Page 78
Story: Did They Break You
CHAPTER
FIFTY-SIX
REMI
“I’m sorry.” Those are the first words out of his mouth.
I pulled in behind him, and I saw Storm’s WRX in the driveway, too, the porch light on.
Cortland is leaning against his truck, and I’m standing at the hood of my car.
“Thanks for calling me,” I tell him, my words clinical.
He looks down, his keys fisted in one hand. He’s wearing a gray sweater over a white, collared shirt, and black jeans. “Remi.” He takes a breath. “I’m sorry about last night?—”
“Why?” I question, crossing my arms over my chest. “You were right about everything.”
He pulls his lip ring between his teeth, glancing down at the space between us. “I wasn’t,” he says, his words hoarse. “I was a fucking dick, and after what you told me about your stepdad,” he looks up, “I shouldn’t have even let you go?—”

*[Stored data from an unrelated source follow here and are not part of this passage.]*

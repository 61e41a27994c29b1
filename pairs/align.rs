//! Column alignment of two matrices on shared sample identifiers.
//!
//! The cross-matrix variant pairs rows of two matrices whose columns describe the same
//! samples in possibly different orders. Alignment keeps the samples present in both,
//! in the order of the first matrix, and records them in a comma-joined title file that
//! is checked again before any cross computation.

use crate::matrix::{MaskedMatrix, MatrixError};
use ahash::AHashMap;
use log::info;
use std::fs;
use std::path::{Path, PathBuf};
use thiserror::Error;

#[derive(Debug, Error)]
pub enum AlignError {
    #[error("I/O error on {path}: {source}")]
    Io {
        path: PathBuf,
        #[source]
        source: std::io::Error,
    },
    #[error("{path} must hold at least two comma-separated sample titles on its first line")]
    TooFewTitles { path: PathBuf },
    #[error("sample title '{title}' appears more than once in {path}")]
    DuplicateTitle { path: PathBuf, title: String },
    #[error("{which} matrix has {cols} columns but {titles} sample titles")]
    TitleCount {
        which: &'static str,
        cols: usize,
        titles: usize,
    },
    #[error("the two matrices share no sample titles")]
    NoSharedColumns,
    #[error("alignment mismatch: {titles} aligned titles, first matrix has {left} columns, second has {right}")]
    Unaligned {
        titles: usize,
        left: usize,
        right: usize,
    },
    #[error(transparent)]
    Matrix(#[from] MatrixError),
}

fn io_error(path: &Path) -> impl FnOnce(std::io::Error) -> AlignError + '_ {
    move |source| AlignError::Io {
        path: path.to_path_buf(),
        source,
    }
}

/// Reads the comma-separated sample titles on the first line of `path`.
pub fn read_sample_titles(path: &Path) -> Result<Vec<String>, AlignError> {
    let text = fs::read_to_string(path).map_err(io_error(path))?;
    let first = text.lines().next().unwrap_or_default();
    let titles: Vec<String> = first.split(',').map(str::to_string).collect();
    if titles.len() < 2 {
        return Err(AlignError::TooFewTitles {
            path: path.to_path_buf(),
        });
    }
    let mut seen = AHashMap::with_capacity(titles.len());
    for (idx, title) in titles.iter().enumerate() {
        if seen.insert(title.as_str(), idx).is_some() {
            return Err(AlignError::DuplicateTitle {
                path: path.to_path_buf(),
                title: title.clone(),
            });
        }
    }
    Ok(titles)
}

/// Two column-aligned matrices; `first` never has more rows than `second`.
#[derive(Debug, Clone, PartialEq)]
pub struct Alignment {
    pub first: MaskedMatrix,
    pub second: MaskedMatrix,
    pub titles: Vec<String>,
    /// True when the inputs were swapped to put the smaller matrix first.
    pub swapped: bool,
}

/// Aligns the columns of two matrices on their shared sample titles.
pub fn align_columns(
    m1: &MaskedMatrix,
    titles1: &[String],
    m2: &MaskedMatrix,
    titles2: &[String],
) -> Result<Alignment, AlignError> {
    for (which, m, titles) in [("first", m1, titles1), ("second", m2, titles2)] {
        if m.ncols() != titles.len() {
            return Err(AlignError::TitleCount {
                which,
                cols: m.ncols(),
                titles: titles.len(),
            });
        }
    }

    let swapped = m1.nrows() > m2.nrows();
    let (m1, titles1, m2, titles2) = if swapped {
        info!(
            "first matrix has more rows ({}) than the second ({}); swapping so the smaller comes first",
            m1.nrows(),
            m2.nrows()
        );
        (m2, titles2, m1, titles1)
    } else {
        (m1, titles1, m2, titles2)
    };

    let lookup: AHashMap<&str, usize> = titles2
        .iter()
        .enumerate()
        .map(|(idx, title)| (title.as_str(), idx))
        .collect();
    let (cols1, cols2): (Vec<usize>, Vec<usize>) = titles1
        .iter()
        .enumerate()
        .filter_map(|(idx1, title)| lookup.get(title.as_str()).map(|&idx2| (idx1, idx2)))
        .unzip();
    if cols1.is_empty() {
        return Err(AlignError::NoSharedColumns);
    }
    info!(
        "aligned {} and {} columns to {} shared columns by sample title",
        titles1.len(),
        titles2.len(),
        cols1.len()
    );

    let first = m1.select_columns(&cols1)?;
    let second = m2.select_columns(&cols2)?;
    info!("first aligned: {}", first.summary());
    info!("second aligned: {}", second.summary());
    Ok(Alignment {
        first,
        second,
        titles: cols1.iter().map(|&idx| titles1[idx].clone()).collect(),
        swapped,
    })
}

/// Paths written by [`write_alignment`].
#[derive(Debug, Clone, PartialEq)]
pub struct AlignedPaths {
    pub first: PathBuf,
    pub second: PathBuf,
    pub titles: PathBuf,
}

/// Writes `{a}_aligned_with_{b}.matrix`, `{b}_aligned_with_{a}.matrix` and
/// `{a}_vs_{b}.coltitles.txt`, where `a` names the first matrix of the alignment.
pub fn write_alignment(
    alignment: &Alignment,
    name_a: &str,
    name_b: &str,
    out_dir: &Path,
) -> Result<AlignedPaths, AlignError> {
    fs::create_dir_all(out_dir).map_err(io_error(out_dir))?;
    let paths = AlignedPaths {
        first: out_dir.join(format!("{name_a}_aligned_with_{name_b}.matrix")),
        second: out_dir.join(format!("{name_b}_aligned_with_{name_a}.matrix")),
        titles: out_dir.join(format!("{name_a}_vs_{name_b}.coltitles.txt")),
    };
    alignment.first.save(&paths.first)?;
    alignment.second.save(&paths.second)?;
    let mut line = alignment.titles.join(",");
    line.push('\n');
    fs::write(&paths.titles, line).map_err(io_error(&paths.titles))?;
    info!(
        "wrote {} aligned column titles to {}",
        alignment.titles.len(),
        paths.titles.display()
    );
    Ok(paths)
}

/// Checks that both matrices have exactly one column per aligned title.
pub fn verify_alignment(
    titles_path: &Path,
    first: &MaskedMatrix,
    second: &MaskedMatrix,
) -> Result<Vec<String>, AlignError> {
    let titles = read_sample_titles(titles_path)?;
    if first.ncols() != titles.len() || second.ncols() != titles.len() {
        return Err(AlignError::Unaligned {
            titles: titles.len(),
            left: first.ncols(),
            right: second.ncols(),
        });
    }
    Ok(titles)
}

#[cfg(test)]
mod tests {
    use super::*;
    use ndarray::array;
    use tempfile::tempdir;

    fn titles(list: &[&str]) -> Vec<String> {
        list.iter().map(|s| s.to_string()).collect()
    }

    #[test]
    fn shared_titles_keep_first_matrix_order() {
        let m1 = MaskedMatrix::dense(array![[1.0, 2.0, 3.0, 4.0]]).unwrap();
        let m2 = MaskedMatrix::dense(array![[10.0, 20.0, 30.0], [40.0, 50.0, 60.0]]).unwrap();
        let aligned = align_columns(
            &m1,
            &titles(&["s1", "s2", "s3", "s4"]),
            &m2,
            &titles(&["s4", "s9", "s2"]),
        )
        .unwrap();
        assert!(!aligned.swapped);
        assert_eq!(aligned.titles, titles(&["s2", "s4"]));
        assert_eq!(aligned.first.values(), &array![[2.0, 4.0]]);
        assert_eq!(aligned.second.values(), &array![[30.0, 10.0], [60.0, 40.0]]);
    }

    #[test]
    fn larger_first_matrix_is_swapped() {
        let big = MaskedMatrix::dense(array![[1.0, 2.0], [3.0, 4.0]]).unwrap();
        let small = MaskedMatrix::dense(array![[5.0, 6.0]]).unwrap();
        let aligned = align_columns(&big, &titles(&["a", "b"]), &small, &titles(&["b", "a"])).unwrap();
        assert!(aligned.swapped);
        assert_eq!(aligned.first.nrows(), 1);
        assert_eq!(aligned.titles, titles(&["b", "a"]));
        assert_eq!(aligned.second.values(), &array![[2.0, 1.0], [4.0, 3.0]]);
    }

    #[test]
    fn title_files_are_validated() {
        let dir = tempdir().unwrap();
        let path = dir.path().join("titles.txt");
        fs::write(&path, "only\n").unwrap();
        assert!(matches!(read_sample_titles(&path), Err(AlignError::TooFewTitles { .. })));
        fs::write(&path, "a,b,a\n").unwrap();
        assert!(matches!(read_sample_titles(&path), Err(AlignError::DuplicateTitle { .. })));
        fs::write(&path, "a,b,c\nignored\n").unwrap();
        assert_eq!(read_sample_titles(&path).unwrap(), titles(&["a", "b", "c"]));
    }

    #[test]
    fn written_alignment_verifies() {
        let dir = tempdir().unwrap();
        let m1 = MaskedMatrix::dense(array![[1.0, 2.0, 3.0]]).unwrap();
        let m2 = MaskedMatrix::dense(array![[4.0, 5.0], [6.0, 7.0]]).unwrap();
        let aligned = align_columns(&m1, &titles(&["x", "y", "z"]), &m2, &titles(&["z", "x"])).unwrap();
        let paths = write_alignment(&aligned, "mrna", "mirna", dir.path()).unwrap();
        assert_eq!(paths.titles, dir.path().join("mrna_vs_mirna.coltitles.txt"));
        assert_eq!(fs::read_to_string(&paths.titles).unwrap(), "x,z\n");

        let first = MaskedMatrix::load(&paths.first).unwrap();
        let second = MaskedMatrix::load(&paths.second).unwrap();
        assert_eq!(verify_alignment(&paths.titles, &first, &second).unwrap().len(), 2);
        assert!(matches!(
            verify_alignment(&paths.titles, &m1, &second),
            Err(AlignError::Unaligned { .. })
        ));
    }

    #[test]
    fn disjoint_titles_are_an_error() {
        let m = MaskedMatrix::dense(array![[1.0, 2.0]]).unwrap();
        assert!(matches!(
            align_columns(&m, &titles(&["a", "b"]), &m, &titles(&["c", "d"])),
            Err(AlignError::NoSharedColumns)
        ));
    }
}
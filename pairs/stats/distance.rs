//! Distance correlation: `DCOR` is the normalised dependence, `DCOV` the distance
//! covariance it is built from.

use super::PairScorer;
use ndarray::Array2;

#[derive(Default)]
pub(super) struct DistanceCorrelation {
    a: Array2<f64>,
    b: Array2<f64>,
}

/// Fills `out` with the double-centred pairwise distance matrix of `v`.
fn double_centered_into(v: &[f64], out: &mut Array2<f64>) {
    let n = v.len();
    if out.dim() != (n, n) {
        *out = Array2::zeros((n, n));
    }
    for i in 0..n {
        for j in 0..n {
            out[[i, j]] = (v[i] - v[j]).abs();
        }
    }
    // The matrix is symmetric, so row and column means coincide.
    let row_means: Vec<f64> = out.rows().into_iter().map(|r| r.sum() / n as f64).collect();
    let grand_mean = row_means.iter().sum::<f64>() / n as f64;
    for i in 0..n {
        for j in 0..n {
            out[[i, j]] += grand_mean - row_means[i] - row_means[j];
        }
    }
}

impl PairScorer for DistanceCorrelation {
    fn score(&mut self, x: &[f64], y: &[f64], out: &mut [f64]) {
        if x.len() < 2 {
            out.fill(f64::NAN);
            return;
        }
        double_centered_into(x, &mut self.a);
        double_centered_into(y, &mut self.b);

        let cells = (x.len() * x.len()) as f64;
        let dcov2 = (&self.a * &self.b).sum() / cells;
        let dvar_x = (&self.a * &self.a).sum() / cells;
        let dvar_y = (&self.b * &self.b).sum() / cells;

        let dcov2 = dcov2.max(0.0);
        out[1] = dcov2.sqrt();
        let denominator = (dvar_x * dvar_y).sqrt();
        out[0] = if denominator > 0.0 {
            (dcov2 / denominator).sqrt()
        } else {
            f64::NAN
        };
    }
}

#[cfg(test)]
mod tests {
    use super::*;
    use approx::assert_abs_diff_eq;

    fn score(x: &[f64], y: &[f64]) -> [f64; 2] {
        let mut out = [0.0; 2];
        DistanceCorrelation::default().score(x, y, &mut out);
        out
    }

    #[test]
    fn identical_vectors_have_unit_distance_correlation() {
        let out = score(&[1.0, 2.0, 3.0], &[1.0, 2.0, 3.0]);
        assert_abs_diff_eq!(out[0], 1.0, epsilon = 1e-12);
        assert!(out[1] > 0.0);
    }

    #[test]
    fn detects_non_monotone_dependence() {
        let x: Vec<f64> = (-10..=10).map(f64::from).collect();
        let y: Vec<f64> = x.iter().map(|v| v * v).collect();
        let out = score(&x, &y);
        assert!(out[0] > 0.4, "dcor {}", out[0]);
    }

    #[test]
    fn constant_vector_is_nan() {
        let out = score(&[1.0, 1.0, 1.0], &[1.0, 2.0, 3.0]);
        assert!(out[0].is_nan());
        assert_eq!(out[1], 0.0);
    }

    #[test]
    fn buffers_resize_between_pairs() {
        let mut scorer = DistanceCorrelation::default();
        let mut out = [0.0; 2];
        scorer.score(&[1.0, 2.0, 3.0, 4.0], &[4.0, 3.0, 2.0, 1.0], &mut out);
        assert_abs_diff_eq!(out[0], 1.0, epsilon = 1e-12);
        scorer.score(&[1.0, 2.0], &[2.0, 1.0], &mut out);
        assert_abs_diff_eq!(out[0], 1.0, epsilon = 1e-12);
    }
}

“Let me?” I repeat, proud my voice is calm.
Cold. Exactly what I wanted it to be. I think about walking out on Silas, how good it felt.
It won’t feel that good to walk away from Cortland, but I think I have to do it all the same.
Sloane’s words ring in my head. About him not having changed. About Maya, too.
“Baby,” he whispers, his voice quiet as he straightens from the truck and steps closer.
I take in his bleary eyes, the lines beneath them.
I hate that I feel something for him. That I want to forgive him.
That I want to pretend all the bad shit never happened between us.
“I’m so sorry. I was just…” He trails off, swearing under his breath as he looks down.
“Why did you call me?” I ask him, ignoring his apology.
I’m kind of sick of them. “Why did you even give a fuck about it?” I don’t take my eyes off of his.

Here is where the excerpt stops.